── Stored data ──

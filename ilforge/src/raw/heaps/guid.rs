use std::fmt::{Debug, Formatter};
use std::io::{Error, ErrorKind};
use std::mem::size_of;

use uuid::Uuid;

use crate::raw::heaps::GuidIndex;

/// Borrowed view over a #GUID stream: fixed 16-byte entries addressed by
/// 1-based ordinal.
#[derive(Copy, Clone)]
pub struct GuidHeap<'l> {
	data: &'l [u8],
}

impl<'l> TryFrom<&'l [u8]> for GuidHeap<'l> {
	type Error = Error;
	fn try_from(data: &'l [u8]) -> Result<Self, Self::Error> {
		match data.len() % size_of::<Uuid>() == 0 {
			true => Ok(Self { data }),
			false => Err(ErrorKind::InvalidData.into()),
		}
	}
}

#[allow(clippy::len_without_is_empty)]
impl GuidHeap<'_> {
	pub fn len(&self) -> usize {
		self.data.len() / size_of::<Uuid>()
	}

	pub fn get(&self, idx: GuidIndex) -> Option<Uuid> {
		match idx.0 {
			0 => None,
			_ => {
				let offset = (idx.0 as usize - 1) * size_of::<Uuid>();
				let bytes = self.data.get(offset..offset + size_of::<Uuid>())?;
				Some(Uuid::from_slice_le(bytes).unwrap())
			},
		}
	}

	pub fn guids(&self) -> impl Iterator<Item = Uuid> + '_ {
		(1..=self.len() as u32).map(|i| self.get(GuidIndex(i)).unwrap())
	}
}

impl Debug for GuidHeap<'_> {
	fn fmt(&self, f: &mut Formatter<'_>) -> std::fmt::Result {
		f.write_str("GuidHeap ")?;
		let mut dbg = f.debug_list();
		for guid in self.guids() {
			dbg.entry(&guid);
		}
		dbg.finish()
	}
}
#[cfg(test)]
mod tests {
	use super::*;
	use crate::structured::types::ClassRefHandle;

	struct MockTokens;

	impl TokenSource for MockTokens {
		fn type_item(&self, token: u32) -> Result<TypeHandle> {
			Ok(TypeHandle::Ref(ClassRefHandle(token & 0x00FF_FFFF)))
		}
		fn field_item(&self, token: u32) -> Result<FieldItem> {
			Ok(FieldItem::Ref(crate::structured::types::MemberRefHandle(token & 0xFFFF)))
		}
		fn method_item(&self, token: u32) -> Result<MethodItem> {
			Ok(MethodItem::Ref(crate::structured::types::MemberRefHandle(token & 0xFFFF)))
		}
		fn code_item(&self, token: u32) -> Result<CodeItem> {
			Ok(CodeItem::Type(TypeHandle::Ref(ClassRefHandle(token & 0xFFFF))))
		}
		fn call_site(&self, token: u32) -> Result<StandAloneSigHandle> {
			Ok(StandAloneSigHandle(token & 0xFFFF))
		}
		fn user_string(&self, token: u32) -> Result<String> {
			Ok(format!("us{}", token & 0x00FF_FFFF))
		}
	}

	impl TokenSink for MockTokens {
		fn type_token(&mut self, handle: TypeHandle) -> u32 {
			match handle {
				TypeHandle::Ref(h) => 0x0100_0000 | h.0,
				_ => unreachable!(),
			}
		}
		fn field_token(&mut self, item: &FieldItem) -> Result<u32> {
			match item {
				FieldItem::Ref(h) => Ok(0x0A00_0000 | h.0),
				FieldItem::Def(h) => Ok(0x0400_0000 | h.0),
			}
		}
		fn method_token(&mut self, item: &MethodItem) -> Result<u32> {
			match item {
				MethodItem::Ref(h) => Ok(0x0A00_0000 | h.0),
				MethodItem::Def(h) => Ok(0x0600_0000 | h.0),
				MethodItem::Spec(h) => Ok(0x2B00_0000 | h.0),
			}
		}
		fn code_token(&mut self, item: &CodeItem) -> Result<u32> {
			match item {
				CodeItem::Type(handle) => Ok(self.type_token(*handle)),
				_ => unreachable!(),
			}
		}
		fn call_site_token(&mut self, handle: StandAloneSigHandle) -> u32 {
			0x1100_0000 | handle.0
		}
		fn string_token(&mut self, value: &str) -> Result<u32> {
			let offset: u32 = value.trim_start_matches("us").parse().unwrap();
			Ok(user_string_token(offset))
		}
	}

	fn round_trip(body: &MethodBody) -> MethodBody {
		let mut tokens = MockTokens;
		let bytes = body.encode(0, &mut tokens).unwrap();
		let mut stream = Cursor::new(bytes.as_slice());
		let header = BodyHeader::read(&mut stream).unwrap();
		let start = stream.position() as usize;
		let code = &bytes[start..start + header.code_size as usize];
		let clauses = match header.has_sections {
			false => vec![],
			true => {
				let section_start =
					crate::utilities::round_to_multiple_of::<4>(start + code.len());
				let mut section = Cursor::new(&bytes[section_start..]);
				il::read_eh_sections(&mut section).unwrap()
			},
		};
		decode_body(code, &header, &clauses, vec![], &MockTokens).unwrap()
	}

	#[test]
	fn straight_line_body_round_trips() {
		let mut body = MethodBody::new();
		body.instructions = vec![
			Instruction::ldstr("us42".into()),
			Instruction::call(MethodItem::Ref(crate::structured::types::MemberRefHandle(7))),
			Instruction::ret,
		];
		let back = round_trip(&body);
		assert_eq!(back.instructions, body.instructions);
		assert_eq!(back.max_stack, 8);
	}

	#[test]
	fn short_branch_is_chosen_and_round_trips() {
		let mut body = MethodBody::new();
		let target = body.define_label();
		body.instructions.push(Instruction::br(target));
		body.instructions.push(Instruction::nop);
		body.bind(target);
		body.instructions.push(Instruction::ret);

		let mut tokens = MockTokens;
		let bytes = body.encode(0, &mut tokens).unwrap();
		// tiny header, br_s +1, nop, ret
		assert_eq!(bytes[1], 0x2B);
		assert_eq!(bytes[2], 0x01);

		let back = round_trip(&body);
		assert_eq!(back.instructions.len(), 3);
		let Instruction::br(label) = &back.instructions[0] else {
			panic!("expected branch");
		};
		assert_eq!(back.label_target(*label), Some(2));
	}

	#[test]
	fn far_branch_grows_to_long_form() {
		let mut body = MethodBody::new();
		let target = body.define_label();
		body.instructions.push(Instruction::br(target));
		for _ in 0..200 {
			body.instructions.push(Instruction::nop);
		}
		body.bind(target);
		body.instructions.push(Instruction::ret);

		let mut tokens = MockTokens;
		let bytes = body.encode(0, &mut tokens).unwrap();
		// fat header (206 bytes of code), long br with displacement 200.
		assert_eq!(bytes[12], 0x38);
		assert_eq!(&bytes[13..17], &200i32.to_le_bytes());

		let back = round_trip(&body);
		let Instruction::br(label) = &back.instructions[0] else {
			panic!("expected branch");
		};
		assert_eq!(back.label_target(*label), Some(201));
	}

	#[test]
	fn switch_targets_round_trip() {
		let mut body = MethodBody::new();
		let a = body.define_label();
		let b = body.define_label();
		body.instructions.push(Instruction::switch(SwitchTargets(vec![a, b])));
		body.bind(a);
		body.instructions.push(Instruction::nop);
		body.bind(b);
		body.instructions.push(Instruction::ret);

		let back = round_trip(&body);
		let Instruction::switch(targets) = &back.instructions[0] else {
			panic!("expected switch");
		};
		assert_eq!(back.label_target(targets.0[0]), Some(1));
		assert_eq!(back.label_target(targets.0[1]), Some(2));
	}

	#[test]
	fn unresolved_label_is_fatal() {
		let mut body = MethodBody::new();
		let dangling = body.define_label();
		body.instructions.push(Instruction::br(dangling));
		let mut tokens = MockTokens;
		assert!(matches!(
			body.encode(0, &mut tokens),
			Err(Error::UnresolvedLabel(_))
		));
	}

	#[test]
	fn eh_clauses_round_trip_in_order() {
		let mut body = MethodBody::new();
		let try_start = body.define_label();
		let try_end = body.define_label();
		let catch_end = body.define_label();
		let finally_end = body.define_label();

		body.bind(try_start);
		body.instructions.push(Instruction::nop);
		body.instructions.push(Instruction::leave(try_start));
		body.bind(try_end);
		body.instructions.push(Instruction::pop);
		body.instructions.push(Instruction::leave(try_start));
		body.bind(catch_end);
		body.instructions.push(Instruction::endfinally);
		body.bind(finally_end);
		body.instructions.push(Instruction::ret);

		let exception_type = TypeHandle::Ref(ClassRefHandle(3));
		body.eh_clauses.push(EhClause {
			try_start,
			try_end,
			handler_start: try_end,
			handler_end: catch_end,
			kind: EhKind::Exception(exception_type),
		});
		body.eh_clauses.push(EhClause {
			try_start,
			try_end,
			handler_start: catch_end,
			handler_end: finally_end,
			kind: EhKind::Finally,
		});

		let back = round_trip(&body);
		assert_eq!(back.eh_clauses.len(), 2);
		assert!(matches!(back.eh_clauses[0].kind, EhKind::Exception(t) if t == exception_type));
		assert!(matches!(back.eh_clauses[1].kind, EhKind::Finally));
		assert_eq!(
			back.label_target(back.eh_clauses[0].try_start),
			Some(0)
		);
		assert_eq!(
			back.label_target(back.eh_clauses[1].handler_start),
			Some(4)
		);
	}

	#[test]
	fn invalid_opcode_is_reported() {
		let code = [0x24u8];
		let header = BodyHeader {
			max_stack: 8,
			code_size: 1,
			local_var_token: 0,
			init_locals: false,
			has_sections: false,
		};
		assert!(matches!(
			decode_body(&code, &header, &[], vec![], &MockTokens),
			Err(Error::InvalidOpcode(0x24))
		));
	}
}
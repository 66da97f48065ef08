//! Reading and writing of Portable Executable images carrying ECMA-335 CLI
//! metadata.
//!
//! The crate is split in three layers:
//! - [`raw`] mirrors the on-disk layout: streams, heaps, the 45 metadata
//!   tables, coded indices and the byte-level method body formats.
//! - [`structured`] is the mutable object model: an [`Image`] owning classes,
//!   members, signatures and IL bodies, addressed by lightweight handles.
//! - `build` (internal) turns an [`Image`] back into a byte-exact PE image.
//!
//! ```no_run
//! use ilforge::{Image, LoadOptions};
//!
//! let bytes = std::fs::read("Library.dll").unwrap();
//! let image = Image::read(&bytes, &LoadOptions::default()).unwrap();
//! for class in image.classes() {
//! 	println!("{}", image.class_full_name(class));
//! }
//! ```

pub mod errors;
pub mod raw;
pub mod structured;

mod build;
mod utilities;

pub use errors::{Error, Result};
pub use raw::heaps::table::{
	AssemblyFlags, AssemblyHashAlgorithm, EventAttributes, FieldAttributes, FileAttributes,
	GenericParamAttributes, ManifestResourceAttributes, MethodAttributes, MethodImplAttributes,
	MethodSemanticsAttributes, PInvokeAttributes, ParamAttributes, PropertyAttributes,
	TypeAttributes,
};
pub use structured::body::{EhClause, EhKind, Instruction, Label, MethodBody, SwitchTargets};
pub use structured::image::{Image, LoadOptions};
pub use structured::members::*;
pub use structured::signatures::{
	CallingConvention, FieldSig, LocalVar, MemberRefSig, MethodSig, PropertySig,
};
pub use structured::types::*;
use std::fmt::{Debug, Formatter};
use std::io::{Error, ErrorKind};

use crate::raw::heaps::{SizeDebugWrapper, StringIndex};

/// Borrowed view over a #Strings stream: null-terminated UTF-8, with the
/// empty string at offset 0.
#[derive(Copy, Clone)]
pub struct StringHeap<'l> {
	data: &'l [u8],
}

impl<'l> TryFrom<&'l [u8]> for StringHeap<'l> {
	type Error = Error;
	fn try_from(data: &'l [u8]) -> Result<Self, Self::Error> {
		match data {
			[0, ..] => Ok(Self { data }),
			_ => Err(ErrorKind::InvalidData.into()),
		}
	}
}

impl<'l> StringHeap<'l> {
	pub fn get(&self, idx: StringIndex) -> Option<&'l str> {
		let slice = self.data.get(idx.0 as usize..)?;
		let end = slice.iter().position(|c| *c == 0)?;
		std::str::from_utf8(&slice[..end]).ok()
	}
}

impl Debug for StringHeap<'_> {
	fn fmt(&self, f: &mut Formatter<'_>) -> std::fmt::Result {
		let mut dbg = f.debug_struct("StringHeap");
		dbg.field("data", &SizeDebugWrapper(self.data.len()));
		dbg.finish()
	}
}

───

Task directions: Please return only the lines from the one with "UTF-8, with the" through the end of the listing, each exactly as written, first and last included.

Response box:
/// Borrowed view over a #Strings stream: null-terminated UTF-8, with the
/// empty string at offset 0.
#[derive(Copy, Clone)]
pub struct StringHeap<'l> {
	data: &'l [u8],
}

impl<'l> TryFrom<&'l [u8]> for StringHeap<'l> {
	type Error = Error;
	fn try_from(data: &'l [u8]) -> Result<Self, Self::Error> {
		match data {
			[0, ..] => Ok(Self { data }),
			_ => Err(ErrorKind::InvalidData.into()),
		}
	}
}

impl<'l> StringHeap<'l> {
	pub fn get(&self, idx: StringIndex) -> Option<&'l str> {
		let slice = self.data.get(idx.0 as usize..)?;
		let end = slice.iter().position(|c| *c == 0)?;
		std::str::from_utf8(&slice[..end]).ok()
	}
}

impl Debug for StringHeap<'_> {
	fn fmt(&self, f: &mut Formatter<'_>) -> std::fmt::Result {
		let mut dbg = f.debug_struct("StringHeap");
		dbg.field("data", &SizeDebugWrapper(self.data.len()));
		dbg.finish()
	}
}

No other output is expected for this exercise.